Whether a PPV of 24% for OAG diagnosis in patients with isolated DHs is deemed an acceptable cut off for referral is likely to depend on the healthcare setting. The goal of glaucoma treatment is to reduce patientsā€™ lifetime risk of visual loss and therefore referring an individual with an isolated DH and no evidence of other structural or functional changes may not always be necessary in those at low risk. Depending on the facilities available, monitoring in primary care may be more appropriate. Nevertheless, as one in four patients noted to have an isolated DH by their optometrist was diagnosed with OAG on the first visit to the glaucoma clinic, it seems prudent that patients with DHs have further testing. It is likely that in patients referred due to DH alone but diagnosed with glaucoma at the first visit to the glaucoma clinic, the treating clinician detected other signs of glaucoma not identified by the referring optometrist. This may reflect for example, the wider availability of OCT in secondary compared with primary care, or the specialist nature of the clinic.

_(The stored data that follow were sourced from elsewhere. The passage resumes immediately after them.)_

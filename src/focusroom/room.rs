//! Authoritative room state and its transitions.
//!
//! `RoomState` is a value: every transition takes `&self` and returns a new
//! state, leaving the input untouched. Command handling clones-with-change
//! instead of mutating in place, so a failed command can simply drop the
//! derived state and keep the old one.

use std::collections::HashMap;
use std::fmt;

use chrono::{DateTime, Utc};

use crate::focusroom::history::HistoryTurn;

/// Room-level failures surfaced to the moderator.
#[derive(Debug, Clone, PartialEq, Eq)]
pub enum RoomError {
    /// A command named a participant the room cannot resolve.
    UnknownParticipant(String),
    /// Observe requires at least two active participants.
    NotEnoughParticipants,
}

impl fmt::Display for RoomError {
    fn fmt(&self, f: &mut fmt::Formatter<'_>) -> fmt::Result {
        match self {
            RoomError::UnknownParticipant(name) => {
                write!(f, "unknown participant: {}", name)
            }
            RoomError::NotEnoughParticipants => {
                write!(f, "observe mode needs at least 2 active participants")
            }
        }
    }
}

impl std::error::Error for RoomError {}

/// How the room is currently taking turns.
#[derive(Debug, Clone, Copy, PartialEq, Eq)]
pub enum RoomMode {
    /// Moderator drives; responder set depends on focus.
    Idle,
    /// Participants respond to each other with no moderator input.
    Observe,
}

/// Who authored a transcript entry.
#[derive(Debug, Clone, Copy, PartialEq, Eq)]
pub enum TranscriptKind {
    Moderator,
    Participant,
    System,
}

/// One append-only transcript record. Entries are never edited in place.
#[derive(Debug, Clone)]
pub struct TranscriptEntry {
    pub timestamp: DateTime<Utc>,
    pub kind: TranscriptKind,
    /// Empty for moderator and system entries.
    pub participant_key: String,
    pub participant_name: String,
    /// Private reasoning, withheld from the live view. May be empty.
    pub thoughts: String,
    pub content: String,
}

impl TranscriptEntry {
    pub fn moderator(content: impl Into<String>) -> Self {
        TranscriptEntry {
            timestamp: Utc::now(),
            kind: TranscriptKind::Moderator,
            participant_key: String::new(),
            participant_name: "Moderator".to_string(),
            thoughts: String::new(),
            content: content.into(),
        }
    }

    pub fn participant(
        key: impl Into<String>,
        name: impl Into<String>,
        thoughts: impl Into<String>,
        content: impl Into<String>,
    ) -> Self {
        TranscriptEntry {
            timestamp: Utc::now(),
            kind: TranscriptKind::Participant,
            participant_key: key.into(),
            participant_name: name.into(),
            thoughts: thoughts.into(),
            content: content.into(),
        }
    }

    pub fn system(content: impl Into<String>) -> Self {
        TranscriptEntry {
            timestamp: Utc::now(),
            kind: TranscriptKind::System,
            participant_key: String::new(),
            participant_name: "System".to_string(),
            thoughts: String::new(),
            content: content.into(),
        }
    }
}

/// Per-room materialization of a registry entry. The in-memory `history` is a
/// working copy; the history store holds the persistent one.
#[derive(Debug, Clone)]
pub struct PersonaContext {
    pub key: String,
    pub name: String,
    pub history_key: String,
    /// Assembled once at load time (identity, anchors, disposition, rules).
    pub system_prompt: String,
    pub history: Vec<HistoryTurn>,
    /// Exchange rounds completed in this and prior sessions.
    pub rounds_exchanged: usize,
}

impl PersonaContext {
    pub fn new(
        key: impl Into<String>,
        name: impl Into<String>,
        history_key: impl Into<String>,
        system_prompt: impl Into<String>,
        history: Vec<HistoryTurn>,
    ) -> Self {
        let rounds_exchanged = history.len() / 2;
        PersonaContext {
            key: key.into(),
            name: name.into(),
            history_key: history_key.into(),
            system_prompt: system_prompt.into(),
            history,
            rounds_exchanged,
        }
    }
}

/// Reference to an image loaded into the room, deduplicated by content hash.
#[derive(Debug, Clone, PartialEq, Eq)]
pub struct ImageRef {
    pub filename: String,
    pub hash: String,
}

/// The whole room. Active-key order is turn order.
#[derive(Debug, Clone, Default)]
pub struct RoomState {
    pub active: Vec<String>,
    /// Empty string means no focus. If set, always a member of `active`.
    pub focus: String,
    pub mode: Option<RoomMode>,
    pub personas: HashMap<String, PersonaContext>,
    pub transcript: Vec<TranscriptEntry>,
    pub topic: String,
    pub topic_briefing: String,
    pub images: Vec<ImageRef>,
}

impl RoomState {
    pub fn new() -> Self {
        RoomState {
            mode: Some(RoomMode::Idle),
            ..RoomState::default()
        }
    }

    /// Append a key to the active set. Already-present keys are a no-op, so
    /// the set stays duplicate-free.
    pub fn add(&self, key: &str) -> RoomState {
        let mut next = self.clone();
        if !next.active.iter().any(|k| k == key) {
            next.active.push(key.to_string());
        }
        next
    }

    /// Remove a key from the active set, clearing focus if it pointed there.
    pub fn kick(&self, key: &str) -> RoomState {
        let mut next = self.clone();
        next.active.retain(|k| k != key);
        if next.focus == key {
            next.focus.clear();
        }
        next
    }

    /// Callers verify the key is active before focusing.
    pub fn set_focus(&self, key: &str) -> RoomState {
        let mut next = self.clone();
        next.focus = key.to_string();
        next
    }

    pub fn clear_focus(&self) -> RoomState {
        let mut next = self.clone();
        next.focus.clear();
        next
    }

    pub fn set_mode(&self, mode: RoomMode) -> RoomState {
        let mut next = self.clone();
        next.mode = Some(mode);
        next
    }

    pub fn append_transcript(&self, entry: TranscriptEntry) -> RoomState {
        let mut next = self.clone();
        next.transcript.push(entry);
        next
    }

    /// Topic and briefing change together; a topic name is never paired with
    /// a stale briefing.
    pub fn set_topic(&self, topic: &str, briefing: &str) -> RoomState {
        let mut next = self.clone();
        next.topic = topic.to_string();
        next.topic_briefing = briefing.to_string();
        next
    }

    pub fn clear_topic(&self, default_topic: &str, default_briefing: &str) -> RoomState {
        self.set_topic(default_topic, default_briefing)
    }

    pub fn insert_persona(&self, ctx: PersonaContext) -> RoomState {
        let mut next = self.clone();
        next.personas.insert(ctx.key.clone(), ctx);
        next
    }

    pub fn update_history(&self, key: &str, history: Vec<HistoryTurn>) -> RoomState {
        let mut next = self.clone();
        if let Some(ctx) = next.personas.get_mut(key) {
            ctx.rounds_exchanged = history.len() / 2;
            ctx.history = history;
        }
        next
    }

    /// Identical content loaded twice (even under different names) stays a
    /// single entry.
    pub fn add_image(&self, image: ImageRef) -> RoomState {
        let mut next = self.clone();
        if !next.images.iter().any(|i| i.hash == image.hash) {
            next.images.push(image);
        }
        next
    }

    pub fn clear_images(&self) -> RoomState {
        let mut next = self.clone();
        next.images.clear();
        next
    }

    /// Keys that answer the next moderator turn: the focused participant
    /// alone, or every active participant in join order.
    pub fn responders(&self) -> Vec<String> {
        if !self.focus.is_empty() && self.active.iter().any(|k| k == &self.focus) {
            vec![self.focus.clone()]
        } else {
            self.active.clone()
        }
    }

    /// Display names of everyone active, in turn order.
    pub fn roster_names(&self) -> Vec<String> {
        self.active
            .iter()
            .filter_map(|k| self.personas.get(k).map(|c| c.name.clone()))
            .collect()
    }

    pub fn display_name(&self, key: &str) -> String {
        self.personas
            .get(key)
            .map(|c| c.name.clone())
            .unwrap_or_else(|| key.to_string())
    }
}

#[cfg(test)]
mod tests {
    use super::*;

    fn room_with(keys: &[&str]) -> RoomState {
        let mut state = RoomState::new();
        for key in keys {
            state = state.add(key).insert_persona(PersonaContext::new(
                *key,
                format!("Name{}", key),
                format!("session:{}:messages", key),
                "system",
                Vec::new(),
            ));
        }
        state
    }

    #[test]
    fn add_is_idempotent() {
        let state = room_with(&["1"]).add("1");
        assert_eq!(state.active, vec!["1".to_string()]);
    }

    #[test]
    fn kick_clears_focus_on_the_kicked_key() {
        let state = room_with(&["1", "2"]).set_focus("1");
        let after = state.kick("1");
        assert!(after.focus.is_empty());
        assert_eq!(after.active, vec!["2".to_string()]);
        // The input state is untouched.
        assert_eq!(state.focus, "1");
    }

    #[test]
    fn transitions_never_mutate_the_input() {
        let state = room_with(&["1"]);
        let _ = state.append_transcript(TranscriptEntry::moderator("hi"));
        let _ = state.set_topic("espresso", "briefing");
        assert!(state.transcript.is_empty());
        assert!(state.topic.is_empty());
    }

    #[test]
    fn responders_honor_focus() {
        let state = room_with(&["1", "2", "3"]);
        assert_eq!(state.responders(), vec!["1", "2", "3"]);
        assert_eq!(state.set_focus("2").responders(), vec!["2"]);
        // A stale focus key falls back to everyone.
        assert_eq!(
            state.set_focus("2").kick("2").responders(),
            vec!["1", "3"]
        );
    }

    #[test]
    fn images_dedupe_by_hash() {
        let state = RoomState::new()
            .add_image(ImageRef {
                filename: "a.png".into(),
                hash: "h1".into(),
            })
            .add_image(ImageRef {
                filename: "copy-of-a.png".into(),
                hash: "h1".into(),
            });
        assert_eq!(state.images.len(), 1);
        assert_eq!(state.images[0].filename, "a.png");
    }

    #[test]
    fn topic_and_briefing_change_together() {
        let state = RoomState::new().set_topic("PS5", "console briefing");
        let cleared = state.clear_topic("PlayStation 5", "default briefing");
        assert_eq!(cleared.topic, "PlayStation 5");
        assert_eq!(cleared.topic_briefing, "default briefing");
    }
}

It is important to acknowledge other limitations of the study, firstly, the risk that the calculated PPV is an overestimate due to not being able to capture information about patients with DH who were not referred. Optometrists are very likely to not have referred some patients with DH that they deemed to be at low risk and this selection bias would have inflated the PPV. The ideal methodology to determine whether optometrists should continue referring patients with isolated DHs would require capture of this missing data, and ideally be primary care or population-based. Furthermore, as DHs are self-limiting and may occur unobserved, it is certain that some patients in the no DH group had unobserved DHs. We also based the diagnosis of OAG on the first hospital visit but as DHs are a risk factor for glaucoma progression, some patients referred due to DHs who do not have glaucoma at present may develop it in the future, and DHs confer higher risk. It would be interesting to determine whether any of the 60% of patients with isolated DHs who were discharged at their first visit are re-referred due to glaucomatous changes in the future, as one would expect them to be at higher risk. DHs are however not infrequent in the general population and are more often than not, not associated with glaucoma. For example, The Blue Mountains Eye Study [10] and Beaver Dam Eye Study [25] population-based studies reported respectively only 27 and 4.3% of subjects with DHs to have glaucoma. When evaluating a patient with DH, it is consequently important to consider other potential causes of DHs, including hypertension [17], diabetes [18], retinal vein occlusion [26], myopia [27] and perhaps most commonly posterior vitreous detachment [16]. There appears to be no association though between DHs and smoking, CVA or IHD [10]. We had only one patient in this study who was thought to have a DH caused by a posterior vitreous detachment.

In conclusion, despite limitations, this study has confirmed DHs to be a common reason for referral to glaucoma clinics, cited as a motivation in 9% of referrals. Whether patients with isolated DHs should be referred to the HES depends on local arrangements and the ability of the optometrist to monitor for possible future glaucomatous changes.

Summary

What was known before

  • Optic disc haemorrhages are an important risk factor for glaucoma and glaucoma progression.

  • Patients with isolated disc haemorrhages are often referred to glaucoma clinics but the majority of these patients do not have glaucoma.

What this study adds

  • Almost 10% of patients referred to a hospital glaucoma clinic had an optic disc haemorrhage noted at time of referral.

  • 24% of patients with isolated disc haemorrhage were found to have glaucoma, however the predictive value of a test depends on disease prevalence.

  • Whether patients with isolated disc haemorrhages should be referred to glaucoma clinics depends on local arrangements and the ability of the optometrist to monitor for possible future glaucomatous changes.